This already hints at the sovereignty, the virtual ‘Head-of-State’ status, of the Aga Khan. But the story is even more intricate and fascinating, as I found out when I started looking around a little.
I will not attempt to tell it in detail, as I cannot claim to have understood it all, and I do not wish to rashly arouse the controversies that are inherent in most such great stories.
Rather, I will pick upon just a handful of strands of the Imamat phenomenon that I found most relevant to our experiences and aspirations.
The Aga Khan is a Muslim spiritual leader of the worldwide Shia Imami Ismaili community, hence his followers’ reference to him as the Imam. His leadership is hereditary, tracing his roots to the earliest days of Islam and his descent to the Prophet (SAW). Prince Karim Aga Khan is the 49th leader in the unbroken line of this genealogy.
The Imam’s spiritual role highlights a few points for me. The first is that, even in our pluralistic, largely secularistic world, it is possible to hold a faith and at the same time win respect beyond its strictly denominational interests. The Muslim secret, as I think the Ismailis interpret it, lies in Islam’s struggle to reconcile spirituality (din) with earthly material practicality (dunya). The Aga Khan has elucidated this in many of his lectures, including a landmark one, ‘The Cosmopolitan Ethic in a Fragmented World’, which he gave in November 2015 at Harvard, his alma mater.
It is probably this systematic reconciliation of spirituality and practicality that largely constitutes the power or sovereignty of the Aga Khan and his community. While cherishing the essentials of their Islamic faith, the Ismailis also appear to attach special importance to the material development and well-being of all the members of the faith.
“Leadership in the spiritual realm — for all Imams,” the Aga Khan said at Harvard, “whether they are Sunni or Shia — implies responsibility in worldly affairs; a calling to improve the quality of human life.” One does not have to be Ismaili or Muslim to realise the wisdom of this approach to faith and life, especially in these days of fanatical and violent extremism that is giving faiths like Islam a sadly bad press.
Another aspect of the Ismaili practice of reconciliation is the determined acceptance of global pluralism. While acknowledging their identity as members of a community with specific historical and cultural roots, the Ismailis appear to have accepted the reality that they have to live in a world of diversity. They thus cannot afford the luxuries of narrow exclusion and discrimination on the grounds of caste, race, faith or nationality.

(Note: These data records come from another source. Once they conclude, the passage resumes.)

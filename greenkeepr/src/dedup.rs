//! Duplicate update detection.
//!
//! Open pull requests are the only shared state: an update is a duplicate if
//! an open pull request carries a marker for the same module naming any of
//! the changed dependencies.

use crate::host::{CodeHost, HostError};
use crate::marker::PullRequestMarker;
use crate::repository::{ModuleConfig, Repository};
use std::sync::Arc;
use tracing::debug;

/// Checks open pull requests for an equivalent update.
#[derive(Clone)]
pub struct DeduplicationGate {
    host: Arc<dyn CodeHost>,
}

impl DeduplicationGate {
    /// Creates a gate reading pull requests from `host`.
    pub fn new(host: Arc<dyn CodeHost>) -> Self {
        Self { host }
    }

    /// Returns true if an open pull request already updates any of `changed`
    /// in `module`.
    ///
    /// # Errors
    ///
    /// Returns [`HostError`] if the pull requests cannot be listed.
    pub async fn has_open_update(
        &self,
        repository: &Repository,
        module: &ModuleConfig,
        changed: &[String],
    ) -> Result<bool, HostError> {
        let open = self.host.open_pull_requests(repository).await?;

        let duplicate = open
            .iter()
            .find(|pr| find_overlap(&pr.body, module, changed).is_some());

        if let Some(pr) = duplicate {
            debug!(
                repo = %repository.full_name,
                pr_number = pr.number,
                "Found open pull request for the same dependencies"
            );
        }

        Ok(duplicate.is_some())
    }
}

/// Returns the first marker in `body` for `module` that names any of `changed`.
pub fn find_overlap(body: &str, module: &ModuleConfig, changed: &[String]) -> Option<PullRequestMarker> {
    PullRequestMarker::parse_all(body)
        .into_iter()
        .find(|marker| marker.is_for(module) && marker.overlaps(changed))
}
//! Code host access: pull requests and file contents.

mod error;
mod github;
mod rate_limit;

pub use error::HostError;
pub use github::GitHubHost;
pub use rate_limit::RateLimitInfo;

use crate::repository::Repository;
use async_trait::async_trait;

/// An open pull request as needed for deduplication.
#[derive(Debug, Clone, PartialEq, Eq)]
pub struct OpenPullRequest {
    pub number: u64,
    pub title: String,
    pub body: String,
}

/// A pull request to open.
#[derive(Debug, Clone, PartialEq, Eq)]
pub struct NewPullRequest {
    pub title: String,
    /// Branch with the changes.
    pub head: String,
    /// Branch to merge into.
    pub base: String,
    pub body: String,
}

/// A pull request that was opened.
#[derive(Debug, Clone, PartialEq, Eq)]
pub struct CreatedPullRequest {
    pub number: u64,
    pub url: String,
}

/// Operations on the hosting service of a repository.
#[async_trait]
pub trait CodeHost: Send + Sync {
    /// Lists every open pull request of `repository`.
    async fn open_pull_requests(&self, repository: &Repository) -> Result<Vec<OpenPullRequest>, HostError>;

    /// Opens a pull request.
    async fn create_pull_request(
        &self,
        repository: &Repository,
        pull_request: &NewPullRequest,
    ) -> Result<CreatedPullRequest, HostError>;

    /// Fetches a file, `None` if it does not exist. `reference` defaults to
    /// the default branch.
    async fn fetch_file(
        &self,
        repository: &Repository,
        path: &str,
        reference: Option<&str>,
    ) -> Result<Option<String>, HostError>;
}
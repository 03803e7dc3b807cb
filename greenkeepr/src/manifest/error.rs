//! Manifest error types.

use thiserror::Error;

/// Errors that can occur while locating or patching manifests.
#[derive(Debug, Error)]
pub enum ManifestError {
    /// No handler exists for the configured language.
    #[error("Unsupported language '{language}'")]
    UnsupportedLanguage { language: String },

    /// The manifest is not valid JSON.
    #[error("Failed to decode manifest: {0}")]
    Decode(#[source] serde_json::Error),

    /// The manifest decoded to something other than a JSON object.
    #[error("Manifest root is not an object")]
    NotAnObject,

    /// Re-encoding the patched manifest failed.
    #[error("Failed to encode manifest: {0}")]
    Encode(String),

    /// A declaration pattern could not be built.
    #[error("Invalid pattern for dependency '{name}': {source}")]
    Pattern {
        name: String,
        #[source]
        source: regex::Error,
    },
}
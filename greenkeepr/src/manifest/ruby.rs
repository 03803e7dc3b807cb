//! `Gemfile` manifests.
//!
//! Gemfiles are patched line by line: only the version literal of the first
//! matching `gem` declaration changes, every other byte is kept.

use super::{Language, ManifestError, ManifestHandler, PatchedManifest};
use crate::report::{parse_log, OutdatedReport, ReportError};
use regex::Regex;

const VERSION_PATTERN: &str = r#"^\s*,\s*['"](?:[~><=!]+\s*)?(?P<version>[^'"]*)['"]"#;

/// Handler for Bundler projects.
#[derive(Debug, Clone, Copy, Default)]
pub struct Gemfile;

impl ManifestHandler for Gemfile {
    fn language(&self) -> Language {
        Language::Ruby
    }

    fn files(&self) -> &'static [&'static str] {
        &["Gemfile", "Gemfile.lock"]
    }

    fn manifest_file(&self) -> &'static str {
        "Gemfile"
    }

    fn lockfile(&self) -> Option<&'static str> {
        Some("Gemfile.lock")
    }

    fn lockfile_command(&self) -> Option<&'static [&'static str]> {
        Some(&["bundle", "update"])
    }

    fn report_file(&self) -> &'static str {
        "outdated.log"
    }

    fn parse_report(&self, raw: &str) -> Result<OutdatedReport, ReportError> {
        parse_log(raw)
    }

    fn patch(&self, manifest: &str, report: &OutdatedReport) -> Result<PatchedManifest, ManifestError> {
        let version_pattern = Regex::new(VERSION_PATTERN).map_err(|source| ManifestError::Pattern {
            name: "version".to_string(),
            source,
        })?;

        let mut lines: Vec<String> = manifest.split_inclusive('\n').map(str::to_string).collect();
        let mut patched = Vec::new();
        let mut unpatched = Vec::new();

        for (name, version) in report.changed() {
            let declaration = declaration_pattern(name)?;
            let rewritten = lines.iter_mut().find_map(|line| {
                let (body, ending) = split_line_ending(line);
                let updated = rewrite_declaration(body, &declaration, &version_pattern, &version.latest)?;
                let updated = format!("{updated}{ending}");
                Some((line, updated))
            });

            match rewritten {
                Some((line, updated)) => {
                    *line = updated;
                    patched.push(name.to_string());
                }
                None => unpatched.push(name.to_string()),
            }
        }

        Ok(PatchedManifest {
            content: lines.concat(),
            patched,
            unpatched,
        })
    }
}

fn declaration_pattern(name: &str) -> Result<Regex, ManifestError> {
    let pattern = format!(
        r#"^\s*gem\s*\(?\s*(?P<quote>['"]){}['"]"#,
        regex::escape(name)
    );
    Regex::new(&pattern).map_err(|source| ManifestError::Pattern {
        name: name.to_string(),
        source,
    })
}

/// Returns the line with its version replaced, or `None` if it does not
/// declare the gem.
fn rewrite_declaration(line: &str, declaration: &Regex, version: &Regex, latest: &str) -> Option<String> {
    let captures = declaration.captures(line)?;
    let name_end = captures.get(0)?.end();
    let rest = &line[name_end..];

    match version.captures(rest).and_then(|c| c.name("version")) {
        Some(current) => {
            let start = name_end + current.start();
            let end = name_end + current.end();
            Some(format!("{}{latest}{}", &line[..start], &line[end..]))
        }
        None => {
            let quote = captures.name("quote").map_or("'", |q| q.as_str());
            Some(format!(
                "{}, {quote}{latest}{quote}{rest}",
                &line[..name_end]
            ))
        }
    }
}

fn split_line_ending(line: &str) -> (&str, &str) {
    if let Some(body) = line.strip_suffix("\r\n") {
        (body, "\r\n")
    } else if let Some(body) = line.strip_suffix('\n') {
        (body, "\n")
    } else {
        (line, "")
    }
}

It would be naïve to portray the Ismailis uniformly as angelic champions of non-discrimination. But they have made a strikingly good job of inclusiveness and cross-cultural cooperation, which has enabled them to live and thrive in diverse countries all over the world. The Aga Khan and his people seem to have achieved this mainly through ensuring that their development efforts target the entire societies and countries in which they live.

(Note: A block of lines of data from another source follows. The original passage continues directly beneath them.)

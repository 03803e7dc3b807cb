//! Line-oriented (log) reports.
//!
//! ```text
//! Fetching gem metadata from https://rubygems.org/
//! Resolving dependencies...
//!
//! rails (5.0.0), latest 5.1.4.
//! puma (3.9.1), latest 3.11.2.
//! ```

use super::{OutdatedReport, ReportError, VersionInfo};

/// Parses a checker log: header, blank line, one line per outdated dependency.
///
/// The body ends at the next blank line or at the end of input. Input without
/// a body has no updates.
///
/// # Errors
///
/// Returns [`ReportError::MalformedLine`] with the 1-based line number of the
/// first body line that is not `<name> (<wanted>)[,] latest <latest>.`.
pub fn parse_log(raw: &str) -> Result<OutdatedReport, ReportError> {
    let mut report = OutdatedReport::new();
    let mut lines = raw.lines().enumerate().map(|(index, line)| (index + 1, line));

    // Header.
    if !lines.by_ref().any(|(_, line)| line.trim().is_empty()) {
        return Ok(report);
    }

    let body = lines
        .skip_while(|(_, line)| line.trim().is_empty())
        .take_while(|(_, line)| !line.trim().is_empty());

    for (line_number, line) in body {
        let (name, version) = parse_line(line).map_err(|reason| ReportError::MalformedLine {
            line_number,
            line: line.to_string(),
            reason,
        })?;
        report.insert(name, version);
    }

    Ok(report)
}

fn parse_line(line: &str) -> Result<(&str, VersionInfo), &'static str> {
    let tokens: Vec<&str> = line.split_whitespace().collect();
    let &[name, wanted, keyword, latest] = tokens.as_slice() else {
        return Err("expected 4 tokens");
    };

    let wanted = wanted.strip_suffix(',').unwrap_or(wanted);
    let wanted = wanted
        .strip_prefix('(')
        .and_then(|w| w.strip_suffix(')'))
        .ok_or("wanted version must be in parentheses")?;

    if keyword != "latest" {
        return Err("expected 'latest'");
    }

    let latest = latest.strip_suffix('.').ok_or("latest version must end with '.'")?;

    if wanted.is_empty() || latest.is_empty() {
        return Err("empty version");
    }

    Ok((name, VersionInfo::new(wanted, latest)))
}
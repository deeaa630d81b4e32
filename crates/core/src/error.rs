//! Error types for slide deck translation.

use thiserror::Error;

/// Result type alias using our Error type.
pub type Result<T> = std::result::Result<T, Error>;

/// Errors that stop a translation run.
///
/// Everything here is fatal for the run. Per-unit failures are reported
/// through [`TranslationError`] and never abort a traversal.
#[derive(Error, Debug)]
pub enum Error {
    /// Failed to open, read or write a file.
    #[error("I/O error: {0}")]
    IoError(#[from] std::io::Error),

    /// The requested target language is not one of the supported codes.
    #[error("Unsupported language code '{0}' (expected one of: {supported})", supported = crate::Language::supported_codes())]
    UnsupportedLanguage(String),

    /// The file format is not supported or could not be detected.
    #[error("Unsupported or unrecognized file format: {0}")]
    UnsupportedFormat(String),

    /// A part the document needs is missing from the package.
    #[error("Missing document part: {0}")]
    MissingPart(String),

    /// Invalid or corrupted file.
    #[error("Invalid or corrupted file: {0}")]
    CorruptedFile(String),

    /// ZIP archive error.
    #[error("ZIP error: {0}")]
    ZipError(String),

    /// XML parsing or writing error.
    #[error("XML error: {0}")]
    XmlError(String),
}

/// Why a single text unit could not be translated.
///
/// The replacement policy records these and keeps the original text.
#[derive(Error, Debug, Clone, PartialEq, Eq)]
pub enum TranslationError {
    /// The service could not be reached.
    #[error("translation service unavailable: {0}")]
    Unavailable(String),

    /// The call exceeded the per-request timeout.
    #[error("translation request timed out")]
    Timeout,

    /// The service refused the request because of rate limiting.
    #[error("translation service rate limit exceeded: {0}")]
    RateLimited(String),

    /// The service rejected our credentials.
    #[error("translation service rejected credentials: {0}")]
    Unauthorized(String),

    /// The service answered with a non-success status.
    #[error("translation service error {status}: {message}")]
    Service {
        /// HTTP status code.
        status: u16,
        /// Error body returned by the service.
        message: String,
    },

    /// The response could not be understood.
    #[error("malformed translation response: {0}")]
    MalformedResponse(String),
}
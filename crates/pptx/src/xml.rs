//! Owned XML tree for parts that get rewritten.
//!
//! Whitespace and the XML declaration are kept; attribute order is kept.
//! Prefixes are stored as written, lookups go by local name.

use deck_core::{Error, Result};
use quick_xml::events::{BytesCData, BytesDecl, BytesEnd, BytesStart, BytesText, Event};
use quick_xml::{Reader, Writer};

/// A parsed XML part.
#[derive(Debug, Clone)]
pub struct XmlPart {
    decl: Option<BytesDecl<'static>>,
    /// Whitespace between the declaration and the root, as written.
    prolog: String,
    /// Document element.
    pub root: Element,
}

/// A child of an element.
#[derive(Debug, Clone, PartialEq)]
pub enum Node {
    /// Nested element.
    Element(Element),
    /// Character data, unescaped.
    Text(String),
    /// CDATA section.
    CData(String),
    /// Comment, as written.
    Comment(String),
}

/// An element with its attributes and children.
#[derive(Debug, Clone, PartialEq, Default)]
pub struct Element {
    /// Qualified name, e.g. `p:sp`.
    pub name: String,
    /// Attributes in document order, values unescaped.
    pub attributes: Vec<(String, String)>,
    /// Children in document order.
    pub children: Vec<Node>,
}

impl XmlPart {
    /// Parse a part from text.
    pub fn parse(xml: &str) -> Result<Self> {
        let mut reader = Reader::from_str(xml);
        let mut decl = None;
        let mut prolog = String::new();
        let mut stack: Vec<Element> = Vec::new();
        let mut root = None;

        loop {
            match reader.read_event() {
                Ok(Event::Decl(d)) => decl = Some(d.into_owned()),
                Ok(Event::Start(ref e)) => stack.push(Element::from_start(e)?),
                Ok(Event::Empty(ref e)) => {
                    let element = Element::from_start(e)?;
                    attach(&mut stack, &mut root, element);
                }
                Ok(Event::End(_)) => {
                    let element = stack
                        .pop()
                        .ok_or_else(|| Error::XmlError("unbalanced end tag".to_string()))?;
                    attach(&mut stack, &mut root, element);
                }
                Ok(Event::Text(ref e)) if stack.is_empty() => {
                    if root.is_none() {
                        prolog.push_str(&String::from_utf8_lossy(e));
                    }
                }
                Ok(Event::Text(ref e)) => {
                    if let Some(parent) = stack.last_mut() {
                        let text = e
                            .unescape()
                            .map_err(|e| Error::XmlError(e.to_string()))?;
                        parent.children.push(Node::Text(text.into_owned()));
                    }
                }
                Ok(Event::CData(e)) => {
                    if let Some(parent) = stack.last_mut() {
                        let text = String::from_utf8_lossy(&e.into_inner()).into_owned();
                        parent.children.push(Node::CData(text));
                    }
                }
                Ok(Event::Comment(ref e)) => {
                    if let Some(parent) = stack.last_mut() {
                        let text = String::from_utf8_lossy(e).into_owned();
                        parent.children.push(Node::Comment(text));
                    }
                }
                Ok(Event::Eof) => break,
                Err(e) => {
                    return Err(Error::XmlError(format!(
                        "at position {}: {}",
                        reader.buffer_position(),
                        e
                    )));
                }
                _ => {}
            }
        }

        if !stack.is_empty() {
            return Err(Error::XmlError("unexpected end of document".to_string()));
        }
        let root = root.ok_or_else(|| Error::XmlError("document has no root element".to_string()))?;

        Ok(Self { decl, prolog, root })
    }

    /// Serialize the part back to bytes.
    pub fn to_bytes(&self) -> Result<Vec<u8>> {
        let mut writer = Writer::new(Vec::new());
        if let Some(decl) = &self.decl {
            write_event(&mut writer, Event::Decl(decl.clone()))?;
        }
        if !self.prolog.is_empty() {
            write_event(&mut writer, Event::Text(BytesText::from_escaped(self.prolog.as_str())))?;
        }
        write_element(&mut writer, &self.root)?;
        Ok(writer.into_inner())
    }
}

fn attach(stack: &mut [Element], root: &mut Option<Element>, element: Element) {
    match stack.last_mut() {
        Some(parent) => parent.children.push(Node::Element(element)),
        None => *root = Some(element),
    }
}

fn write_event(writer: &mut Writer<Vec<u8>>, event: Event<'_>) -> Result<()> {
    writer
        .write_event(event)
        .map_err(|e| Error::XmlError(format!("Failed to write XML: {}", e)))
}

fn write_element(writer: &mut Writer<Vec<u8>>, element: &Element) -> Result<()> {
    let mut start = BytesStart::new(element.name.as_str());
    for (key, value) in &element.attributes {
        start.push_attribute((key.as_str(), value.as_str()));
    }

    if element.children.is_empty() {
        return write_event(writer, Event::Empty(start));
    }

    write_event(writer, Event::Start(start))?;
    for child in &element.children {
        match child {
            Node::Element(e) => write_element(writer, e)?,
            Node::Text(t) => write_event(writer, Event::Text(BytesText::new(t)))?,
            Node::CData(t) => write_event(writer, Event::CData(BytesCData::new(t.as_str())))?,
            Node::Comment(t) => {
                write_event(writer, Event::Comment(BytesText::from_escaped(t.as_str())))?
            }
        }
    }
    write_event(writer, Event::End(BytesEnd::new(element.name.as_str())))
}

impl Element {
    /// Create an element with no attributes or children.
    pub fn new(name: impl Into<String>) -> Self {
        Self {
            name: name.into(),
            ..Default::default()
        }
    }

    fn from_start(e: &BytesStart<'_>) -> Result<Self> {
        let mut element = Element::new(String::from_utf8_lossy(e.name().as_ref()));
        for attr in e.attributes() {
            let attr = attr.map_err(|e| Error::XmlError(e.to_string()))?;
            let key = String::from_utf8_lossy(attr.key.as_ref()).into_owned();
            let value = attr
                .unescape_value()
                .map_err(|e| Error::XmlError(e.to_string()))?
                .into_owned();
            element.attributes.push((key, value));
        }
        Ok(element)
    }

    /// Name without namespace prefix.
    pub fn local_name(&self) -> &str {
        local_name(&self.name)
    }

    /// Namespace prefix, if any.
    pub fn prefix(&self) -> Option<&str> {
        self.name.split_once(':').map(|(p, _)| p)
    }

    /// Attribute value by local name (`r:id` matches `id`).
    pub fn attr(&self, local: &str) -> Option<&str> {
        self.attributes
            .iter()
            .find(|(k, _)| local_name(k) == local)
            .map(|(_, v)| v.as_str())
    }

    /// Attribute value by local name, only among prefixed attributes.
    pub fn prefixed_attr(&self, local: &str) -> Option<&str> {
        self.attributes
            .iter()
            .find(|(k, _)| k.contains(':') && local_name(k) == local)
            .map(|(_, v)| v.as_str())
    }

    /// Child elements with their index in `children`.
    pub fn elements(&self) -> impl Iterator<Item = (usize, &Element)> {
        self.children.iter().enumerate().filter_map(|(i, n)| match n {
            Node::Element(e) => Some((i, e)),
            _ => None,
        })
    }

    /// First child element with the given local name, with its index.
    pub fn child(&self, local: &str) -> Option<(usize, &Element)> {
        self.elements().find(|(_, e)| e.local_name() == local)
    }

    /// All child elements with the given local name.
    pub fn children_named<'a>(&'a self, local: &'a str) -> impl Iterator<Item = (usize, &'a Element)> {
        self.elements().filter(move |(_, e)| e.local_name() == local)
    }

    /// Follow a chain of local names, collecting child indices.
    pub fn find_path(&self, names: &[&str]) -> Option<(Vec<usize>, &Element)> {
        let mut path = Vec::with_capacity(names.len());
        let mut current = self;
        for name in names {
            let (i, next) = current.child(name)?;
            path.push(i);
            current = next;
        }
        Some((path, current))
    }

    /// Element at a path of child indices.
    pub fn at_path(&self, path: &[usize]) -> Option<&Element> {
        let mut current = self;
        for &i in path {
            current = match current.children.get(i)? {
                Node::Element(e) => e,
                _ => return None,
            };
        }
        Some(current)
    }

    /// Mutable element at a path of child indices.
    pub fn at_path_mut(&mut self, path: &[usize]) -> Option<&mut Element> {
        let mut current = self;
        for &i in path {
            current = match current.children.get_mut(i)? {
                Node::Element(e) => e,
                _ => return None,
            };
        }
        Some(current)
    }

    /// Concatenated character data of direct children.
    pub fn text(&self) -> String {
        let mut out = String::new();
        for child in &self.children {
            match child {
                Node::Text(t) | Node::CData(t) => out.push_str(t),
                _ => {}
            }
        }
        out
    }

    /// Call `f` on every descendant element with the given local name.
    /// Matches are not searched for nested matches.
    pub fn for_each_named_mut(&mut self, local: &str, f: &mut dyn FnMut(&mut Element)) {
        for child in &mut self.children {
            if let Node::Element(e) = child {
                if e.local_name() == local {
                    f(e);
                } else {
                    e.for_each_named_mut(local, f);
                }
            }
        }
    }
}

/// Extract the local name from a potentially namespaced XML name.
pub fn local_name(name: &str) -> &str {
    match name.split_once(':') {
        Some((_, local)) => local,
        None => name,
    }
}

The Aga Khan’s umbrella development arm, the Aga Khan Development Network (AKDN), is a good example of this. All the services and enterprises under its portfolio — and they are a multitude, believe me — seem to operate on two basic principles. The first is hiring the best professionals from any community for all of their jobs, and the second is offering their services equally to all and sundry, regardless of background.
The Aga Khan might not be a territorial Head of State or government. But he is certainly an ‘allegial’ one, commanding allegiance among both his millions of spiritual followers and all the societies and countries empowered by his beneficial interpretation of faith and practicality.
Prof Bukenya is a leading East African scholar of English and Literature. [email protected]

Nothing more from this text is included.